La historia de la humanidad representa el viaje de vuelta desde que salimos de aquella casa con forma de jardín, en el edén de la primera mañana. Aquella belleza y bondad, quedaron trucadas y truncadas por un pecado de origen cuando el hombre porfió al mismo Dios queriendo ser como Él, como colega que mercadea, en vez de hijo que agradece. Ante la belleza manchada y la bondad envilecida, Dios no se fue a otra galaxia para probar mejor suerte con otras criaturas debidas a sus manos creadoras, sino que se quedó con nosotros reconstruyendo nuestra historia.
Siglos y siglos de compañía, haciéndonos ver el sueño del inicio que se cambió en fatal pesadilla, rehaciendo lo que torpemente se había desbaratado con aquella triple ruptura de la que nos habla el libro del Génesis: Dios dejó de ser el amigo que cada tarde venía a hablar con el hombre y la mujer a la hora de la brisa, y hubo que esconderse de Él y taparse las vergüenzas cuando se perdió el pudor de la inocencia. Pero no sólo se rompió la relación con Dios, sino con el prójimo más próximo que se dio para salir de la nociva soledad solitaria: Adán y Eva dejaron de ser complementarios y empezaron a ser rivales alcahuetes de la mentira y del engaño. La tercera ruptura correspondió a la misma vida como tal, esa que el texto bíblico dibuja en términos de sudor en la frente del varón trabajador y en términos de dolor de la mujer en el parto de la vida. Tres rupturas que ponen fatiga e incertidumbre en la historia que a partir de ese momento se inaugura.
Dios no quiso abandonar a su criatura más querida y mejor creada: sólo ella se parecía a Él siendo su más cabal semejanza. Entonces comenzó una historia de regreso, una vuelta al hogar entrañable de una casa encendida. Así denominaba nuestro poeta Luis Rosales ese espacio particularmente querido y ensoñado: la casa encendida. Sí, encendida por una lumbre que acoge con la calidez de unas brasas para entrar en calor tras tantas intemperies; y encendida por una luz que alumbra sin deslumbrar nuestras andanzas de aquí para allá, yendo a ciegas y a oscuras.
Las iglesias que en estos días reabrimos, son ese espacio para la esperanza, esa casa encendida con su lumbre y su luz que más nos corresponden. Tal vez lo teníamos ahí sin valorar lo mucho que significaban, cuando sus campanarios se levantan en medio de nuestros pueblos y nuestros barrios. Cuando sus capillas nos adentran en el misterio de una Presencia dulce y discreta como un Sagrario.
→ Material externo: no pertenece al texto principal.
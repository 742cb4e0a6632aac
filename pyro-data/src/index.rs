//! Bounds-checked time-step index.

use crate::error::IndexOutOfRange;
use serde::Serialize;

/// The currently displayed time step.
///
/// A `SelectedIndex` always satisfies `get() < column_count()`: the only ways
/// to obtain one are [`SelectedIndex::new`], which validates, and
/// [`SelectedIndex::advance`], which wraps back to 0 after the last column.
#[derive(Debug, Clone, Copy, PartialEq, Eq, Serialize)]
#[serde(into = "usize")]
pub struct SelectedIndex {
    index: usize,
    column_count: usize,
}

impl SelectedIndex {
    /// Validate `index` against a dataset with `column_count` time steps.
    pub fn new(index: usize, column_count: usize) -> Result<Self, IndexOutOfRange> {
        if index < column_count {
            Ok(Self {
                index,
                column_count,
            })
        } else {
            Err(IndexOutOfRange {
                index,
                column_count,
            })
        }
    }

    /// The first time step. Fails only when there are no columns at all.
    pub fn first(column_count: usize) -> Result<Self, IndexOutOfRange> {
        Self::new(0, column_count)
    }

    /// Step forward by one, wrapping to 0 past the last column.
    pub fn advance(self) -> Self {
        Self {
            index: (self.index + 1) % self.column_count,
            column_count: self.column_count,
        }
    }

    pub fn get(self) -> usize {
        self.index
    }

    pub fn column_count(self) -> usize {
        self.column_count
    }
}

impl From<SelectedIndex> for usize {
    fn from(index: SelectedIndex) -> Self {
        index.index
    }
}

#[cfg(test)]
mod tests {
    use super::*;

    #[test]
    fn test_new_rejects_out_of_range() {
        assert!(SelectedIndex::new(2, 3).is_ok());
        assert_eq!(
            SelectedIndex::new(3, 3),
            Err(IndexOutOfRange {
                index: 3,
                column_count: 3
            })
        );
        assert!(SelectedIndex::first(0).is_err());
    }

    #[test]
    fn test_advance_wraps_at_last_column() {
        let last = SelectedIndex::new(2, 3).unwrap();
        assert_eq!(last.advance().get(), 0);

        let single = SelectedIndex::first(1).unwrap();
        assert_eq!(single.advance().get(), 0);
    }

    #[test]
    fn test_serializes_as_plain_number() {
        let idx = SelectedIndex::new(7, 10).unwrap();
        assert_eq!(serde_json::to_string(&idx).unwrap(), "7");
    }
}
Cuando las imágenes de María y de nuestros Santos, nos recuerdan que hay una compañía que sostiene nuestros pasos, caminen por donde caminen, para ayudarnos a devolvernos de los caminos errados.
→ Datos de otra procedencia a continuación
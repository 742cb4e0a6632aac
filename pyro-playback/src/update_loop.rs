//! The reactive update loop: events in, frames out.

use crate::chart::{build_chart, build_heatmap, ChartConfig, ChartDescription, HeatmapConfig, HeatmapDescription};
use crate::event::{reduce, Event};
use crate::slider::SliderConfig;
use pyro_data::{Dataset, IndexOutOfRange, SelectedIndex};
use serde::Serialize;
use std::sync::Arc;

/// One line-chart panel: a dataset plus how to draw it.
#[derive(Debug, Clone)]
pub struct Panel {
    pub dataset: Arc<Dataset>,
    pub config: ChartConfig,
}

impl Panel {
    pub fn new(dataset: Arc<Dataset>, config: ChartConfig) -> Self {
        Self { dataset, config }
    }

    pub fn chart(&self, index: SelectedIndex) -> ChartDescription {
        build_chart(self.dataset.select(index), &self.config)
    }
}

/// Output of one update: the new time step and every panel redrawn at it.
#[derive(Debug, Clone, PartialEq, Serialize)]
pub struct Frame {
    pub index: SelectedIndex,
    /// Source of the event that produced this frame.
    pub source: &'static str,
    pub charts: Vec<ChartDescription>,
}

/// Owns the selected time step and turns events into frames.
///
/// All panels share one index, so the slider range is bounded by the panel
/// with the fewest time steps.
#[derive(Debug, Clone)]
pub struct UpdateLoop {
    panels: Vec<Panel>,
    heatmap: Option<(Arc<Dataset>, HeatmapConfig)>,
    current: SelectedIndex,
}

impl UpdateLoop {
    /// Fails when there are no panels (nothing to index).
    pub fn new(panels: Vec<Panel>) -> Result<Self, IndexOutOfRange> {
        let column_count = panels
            .iter()
            .map(|p| p.dataset.column_count())
            .min()
            .unwrap_or(0);
        let current = SelectedIndex::first(column_count)?;

        if panels
            .iter()
            .any(|p| p.dataset.column_count() != column_count)
        {
            log::warn!(
                "update_loop: panels have different time-step counts, limiting slider to {}",
                column_count
            );
        }

        Ok(Self {
            panels,
            heatmap: None,
            current,
        })
    }

    /// Standard dashboard: density and kinetic-rate panels plus a density heatmap.
    pub fn pyrolysis(rho_char: Arc<Dataset>, r_kin: Arc<Dataset>) -> Result<Self, IndexOutOfRange> {
        let panels = vec![
            Panel::new(rho_char.clone(), crate::panels::density(&rho_char)),
            Panel::new(r_kin.clone(), crate::panels::kinetic(&r_kin)),
        ];
        Ok(Self::new(panels)?.with_heatmap(rho_char, crate::panels::density_heatmap()))
    }

    pub fn with_heatmap(mut self, dataset: Arc<Dataset>, config: HeatmapConfig) -> Self {
        self.heatmap = Some((dataset, config));
        self
    }

    pub fn current(&self) -> SelectedIndex {
        self.current
    }

    pub fn column_count(&self) -> usize {
        self.current.column_count()
    }

    pub fn panels(&self) -> &[Panel] {
        &self.panels
    }

    pub fn slider(&self) -> SliderConfig {
        SliderConfig::for_columns(self.column_count())
    }

    /// Apply one event to the owned index and redraw.
    ///
    /// On error the index is left unchanged.
    pub fn dispatch(&mut self, event: Event) -> Result<Frame, IndexOutOfRange> {
        let next = reduce(event, self.current)?;
        log::debug!(
            "update_loop: {} moved index {} -> {}",
            event.name(),
            self.current.get(),
            next.get()
        );
        self.current = next;
        Ok(self.render(next, event))
    }

    /// Apply one event to an index supplied by the caller, without touching
    /// the owned index. Used where the client holds the state (HTTP).
    pub fn step(&self, event: Event, current: usize) -> Result<Frame, IndexOutOfRange> {
        let current = SelectedIndex::new(current, self.column_count())?;
        let next = reduce(event, current)?;
        Ok(self.render(next, event))
    }

    /// Frame for a slider position, as if the slider had been moved there.
    pub fn frame_at(&self, index: usize) -> Result<Frame, IndexOutOfRange> {
        self.step(Event::SliderMoved { index }, self.current.get())
    }

    pub fn heatmap(&self) -> Option<HeatmapDescription> {
        self.heatmap
            .as_ref()
            .map(|(dataset, config)| build_heatmap(dataset, config, Some(self.current)))
    }

    fn render(&self, index: SelectedIndex, event: Event) -> Frame {
        Frame {
            index,
            source: event.name(),
            charts: self.panels.iter().map(|p| p.chart(index)).collect(),
        }
    }
}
¡Cómo agradecemos volver a nuestras parroquias, y recuperar despacio el espacio que llena de lumbre y luz las penumbras que han sembrado de dolor nuestros días imponiéndonos la negrura de nuestra vulnerabilidad más desarmada! No somos dioses, por más que tantas veces nos lo hemos creído. Ha bastado una pandemia de este calibre, para recordarnos el barro del que fuimos hechos. Polvo seremos, más polvo enamorado, como decía nuestro agudo Quevedo. Con el equipaje más ligero hemos vuelto a la casa.